ZU. Mitte des basalen Werbespots. B. Röhrchen mit der Hälfte des Soords. Quelle: A- und B -Fotos vom Autor MSC gemacht. Marielsa Gil.

Dies liegt daran.

In diesem Sinne hat das Medium spezielle Eigenschaften, die die geringen Mengen an Säure erkennen können, sowohl durch oxidatives als auch durch fermentativ. Diese Unterschiede hängen mit der Menge an Peptonen, Kohlenhydraten und Agar zusammen.

Dieses Medium enthält weniger Peptonas und eine stärkere Konzentration von Kohlenhydraten. Auf diese Weise werden die Produkte, die das Medium Alkheat haben.

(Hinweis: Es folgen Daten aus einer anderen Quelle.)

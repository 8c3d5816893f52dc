use std::io::Write;
use std::path::{Path, PathBuf};
use std::process::ExitCode;

use anyhow::Result;
use clap::{Parser, Subcommand, ValueEnum};
use colored::Colorize;
use serde_json::Value;
use tracing::debug;
use tracing_subscriber::EnvFilter;

use linetmpl::MissingKey;

#[derive(Parser)]
#[command(author, version, about = "linetmpl - bracket-delimited templates and their syntax trees")]
struct Cli {
    /// Directory holding named templates, resolved as <DIR>/<NAME>.tpl
    #[arg(
        long,
        global = true,
        env = "LINETMPL_TEMPLATE_DIR",
        default_value = "templates",
        value_name = "DIR"
    )]
    template_dir: PathBuf,

    #[command(subcommand)]
    command: Commands,
}

#[derive(Subcommand)]
enum Commands {
    /// Print the syntax tree of a template as JSON
    Parse {
        /// Template file, or the name of a template in the template directory
        #[arg(value_name = "TEMPLATE")]
        template: String,
        /// Wrap the tree as {"data": tree}
        #[arg(long)]
        envelope: bool,
        /// Print on a single line
        #[arg(long)]
        compact: bool,
    },
    /// Render a template against a JSON data file
    Render {
        /// Template file, or the name of a template in the template directory
        #[arg(value_name = "TEMPLATE")]
        template: String,
        /// JSON file with the data context (defaults to an empty object)
        #[arg(long, short, value_name = "FILE")]
        data: Option<PathBuf>,
        /// What a lookup of a missing key does
        #[arg(long, default_value = "default")]
        missing_key: MissingKeyArg,
    },
    /// Check templates for syntax errors and unsupported constructs
    Check {
        /// Templates to check
        #[arg(value_name = "TEMPLATE", required = true)]
        templates: Vec<String>,
    },
}

#[derive(Clone, Copy, ValueEnum)]
enum MissingKeyArg {
    /// Print "<no value>"
    Default,
    /// Fail the render
    Error,
}

impl From<MissingKeyArg> for MissingKey {
    fn from(arg: MissingKeyArg) -> Self {
        match arg {
            MissingKeyArg::Default => MissingKey::Default,
            MissingKeyArg::Error => MissingKey::Error,
        }
    }
}

/// Template text together with the name it is parsed under.
struct Source {
    name: String,
    text: String,
}

fn main() -> ExitCode {
    tracing_subscriber::fmt()
        .with_env_filter(EnvFilter::try_from_default_env().unwrap_or_else(|_| EnvFilter::new("warn")))
        .with_writer(std::io::stderr)
        .init();

    let cli = Cli::parse();

    match run(cli) {
        Ok(true) => ExitCode::SUCCESS,
        Ok(false) => ExitCode::FAILURE,
        Err(e) => {
            eprintln!("{}: {}", "error".red().bold(), e);
            ExitCode::FAILURE
        }
    }
}

fn run(cli: Cli) -> Result<bool> {
    let dir = cli.template_dir.as_path();
    match cli.command {
        Commands::Parse {
            template,
            envelope,
            compact,
        } => parse_template(&load(&template, dir)?, envelope, compact),
        Commands::Render {
            template,
            data,
            missing_key,
        } => render_template(&load(&template, dir)?, data.as_deref(), missing_key.into()),
        Commands::Check { templates } => check_templates(&templates, dir),
    }
}

/// Resolve `template` as a file path first, then as a name in `dir`.
fn load(template: &str, dir: &Path) -> Result<Source> {
    let direct = Path::new(template);
    let (path, name) = if direct.is_file() {
        let name = direct
            .file_stem()
            .map_or_else(|| template.to_string(), |stem| stem.to_string_lossy().into_owned());
        (direct.to_path_buf(), name)
    } else {
        (dir.join(format!("{template}.tpl")), template.to_string())
    };
    debug!(path = %path.display(), name = %name, "load template");
    let text = std::fs::read_to_string(&path)
        .map_err(|e| anyhow::anyhow!("Failed to read {}: {}", path.display(), e))?;
    Ok(Source { name, text })
}

fn parse_template(source: &Source, envelope: bool, compact: bool) -> Result<bool> {
    let tree = linetmpl::parse(&source.name, &source.text)?;
    let value = if envelope {
        serde_json::json!({ "data": serde_json::to_value(&tree)? })
    } else {
        serde_json::to_value(&tree)?
    };
    let output = if compact {
        serde_json::to_string(&value)?
    } else {
        serde_json::to_string_pretty(&value)?
    };
    println!("{output}");
    Ok(true)
}

fn render_template(source: &Source, data: Option<&Path>, missing_key: MissingKey) -> Result<bool> {
    let context: Value = match data {
        Some(path) => {
            let text = std::fs::read_to_string(path)
                .map_err(|e| anyhow::anyhow!("Failed to read {}: {}", path.display(), e))?;
            serde_json::from_str(&text)
                .map_err(|e| anyhow::anyhow!("Invalid JSON in {}: {}", path.display(), e))?
        }
        None => Value::Object(serde_json::Map::new()),
    };

    let template = linetmpl::compile(&source.name, &source.text)?.option(missing_key);
    let mut out = std::io::stdout().lock();
    template.execute(&mut out, &context)?;
    out.flush()?;
    Ok(true)
}

fn check_templates(templates: &[String], dir: &Path) -> Result<bool> {
    let mut failures = 0;

    for template in templates {
        let result = load(template, dir).and_then(|source| {
            linetmpl::parse(&source.name, &source.text)?;
            Ok(())
        });
        match result {
            Ok(()) => println!("{} {}", "✓".green().bold(), template),
            Err(e) => {
                eprintln!("{}: {}: {}", template, "error".red().bold(), e);
                failures += 1;
            }
        }
    }

    if failures > 0 {
        eprintln!(
            "\n{}: {} of {} template(s) failed",
            "error".red().bold(),
            failures,
            templates.len()
        );
        return Ok(false);
    }
    Ok(true)
}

Andererseits begünstigt die Abnahme der Agarmenge die Verbreitung der vom gesamten Medium erzeugten Säure sowie die Beobachtung der Motilität.

Das Medium besteht aus Pepton, Natriumchlorid, Bromotimolblau, Dipotium -Phosphat, Agar und Kohlenhydrat. Das häufigste Kohlenhydrat ist Glukose, aber andere können gemäß dem, den Sie untersuchen möchten, wie Laktose, Maltose, Xylose unter anderem.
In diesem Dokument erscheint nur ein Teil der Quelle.